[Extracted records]
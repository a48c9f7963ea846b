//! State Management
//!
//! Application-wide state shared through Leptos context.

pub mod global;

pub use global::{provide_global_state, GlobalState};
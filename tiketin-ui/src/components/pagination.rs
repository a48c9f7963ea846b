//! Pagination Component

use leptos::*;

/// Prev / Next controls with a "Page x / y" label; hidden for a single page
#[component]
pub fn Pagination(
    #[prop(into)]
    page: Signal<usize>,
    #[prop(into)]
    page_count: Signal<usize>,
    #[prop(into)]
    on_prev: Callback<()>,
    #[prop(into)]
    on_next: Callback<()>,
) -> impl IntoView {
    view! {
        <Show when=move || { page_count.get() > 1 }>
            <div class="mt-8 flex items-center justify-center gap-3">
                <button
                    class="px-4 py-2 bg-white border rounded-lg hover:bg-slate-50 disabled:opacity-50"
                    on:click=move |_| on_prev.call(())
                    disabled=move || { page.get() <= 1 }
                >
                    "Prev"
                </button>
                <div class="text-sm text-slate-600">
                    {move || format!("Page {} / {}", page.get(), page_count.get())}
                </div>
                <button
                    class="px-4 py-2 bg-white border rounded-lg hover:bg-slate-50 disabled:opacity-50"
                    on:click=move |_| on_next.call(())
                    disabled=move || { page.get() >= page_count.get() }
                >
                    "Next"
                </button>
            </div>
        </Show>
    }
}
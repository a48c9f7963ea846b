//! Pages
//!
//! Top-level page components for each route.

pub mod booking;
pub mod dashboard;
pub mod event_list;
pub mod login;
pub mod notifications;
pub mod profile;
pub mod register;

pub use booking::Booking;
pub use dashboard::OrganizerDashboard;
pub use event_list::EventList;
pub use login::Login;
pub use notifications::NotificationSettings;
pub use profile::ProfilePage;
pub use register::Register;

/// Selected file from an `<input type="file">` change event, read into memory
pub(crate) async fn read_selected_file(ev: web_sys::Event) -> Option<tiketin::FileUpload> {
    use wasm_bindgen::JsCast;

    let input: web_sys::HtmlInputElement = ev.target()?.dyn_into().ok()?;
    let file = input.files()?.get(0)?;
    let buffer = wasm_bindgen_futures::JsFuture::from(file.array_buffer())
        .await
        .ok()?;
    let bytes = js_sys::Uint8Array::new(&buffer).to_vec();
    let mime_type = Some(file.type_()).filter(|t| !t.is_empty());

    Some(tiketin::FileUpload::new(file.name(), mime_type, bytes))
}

TASK INSTRUCTIONS: Reproduce the entries in full, exactly as written.

OUTPUT FOR THIS TASK:
repository a48c9f7963ea846b
//! State Management
//!
//! Application-wide state shared through Leptos context.

pub mod global;

pub use global::{provide_global_state, GlobalState};
filename tiketin-ui/src/components/pagination.rs
repository a48c9f7963ea846b
//! Pagination Component

use leptos::*;

/// Prev / Next controls with a "Page x / y" label; hidden for a single page
#[component]
pub fn Pagination(
    #[prop(into)]
    page: Signal<usize>,
    #[prop(into)]
    page_count: Signal<usize>,
    #[prop(into)]
    on_prev: Callback<()>,
    #[prop(into)]
    on_next: Callback<()>,
) -> impl IntoView {
    view! {
        <Show when=move || { page_count.get() > 1 }>
            <div class="mt-8 flex items-center justify-center gap-3">
                <button
                    class="px-4 py-2 bg-white border rounded-lg hover:bg-slate-50 disabled:opacity-50"
                    on:click=move |_| on_prev.call(())
                    disabled=move || { page.get() <= 1 }
                >
                    "Prev"
                </button>
                <div class="text-sm text-slate-600">
                    {move || format!("Page {} / {}", page.get(), page_count.get())}
                </div>
                <button
                    class="px-4 py-2 bg-white border rounded-lg hover:bg-slate-50 disabled:opacity-50"
                    on:click=move |_| on_next.call(())
                    disabled=move || { page.get() >= page_count.get() }
                >
                    "Next"
                </button>
            </div>
        </Show>
    }
}
repository a48c9f7963ea846b
//! Pages
//!
//! Top-level page components for each route.

pub mod booking;
pub mod dashboard;
pub mod event_list;
pub mod login;
pub mod notifications;
pub mod profile;
pub mod register;

pub use booking::Booking;
pub use dashboard::OrganizerDashboard;
pub use event_list::EventList;
pub use login::Login;
pub use notifications::NotificationSettings;
pub use profile::ProfilePage;
pub use register::Register;

/// Selected file from an `<input type="file">` change event, read into memory
pub(crate) async fn read_selected_file(ev: web_sys::Event) -> Option<tiketin::FileUpload> {
    use wasm_bindgen::JsCast;

    let input: web_sys::HtmlInputElement = ev.target()?.dyn_into().ok()?;
    let file = input.files()?.get(0)?;
    let buffer = wasm_bindgen_futures::JsFuture::from(file.array_buffer())
        .await
        .ok()?;
    let bytes = js_sys::Uint8Array::new(&buffer).to_vec();
    let mime_type = Some(file.type_()).filter(|t| !t.is_empty());

    Some(tiketin::FileUpload::new(file.name(), mime_type, bytes))
}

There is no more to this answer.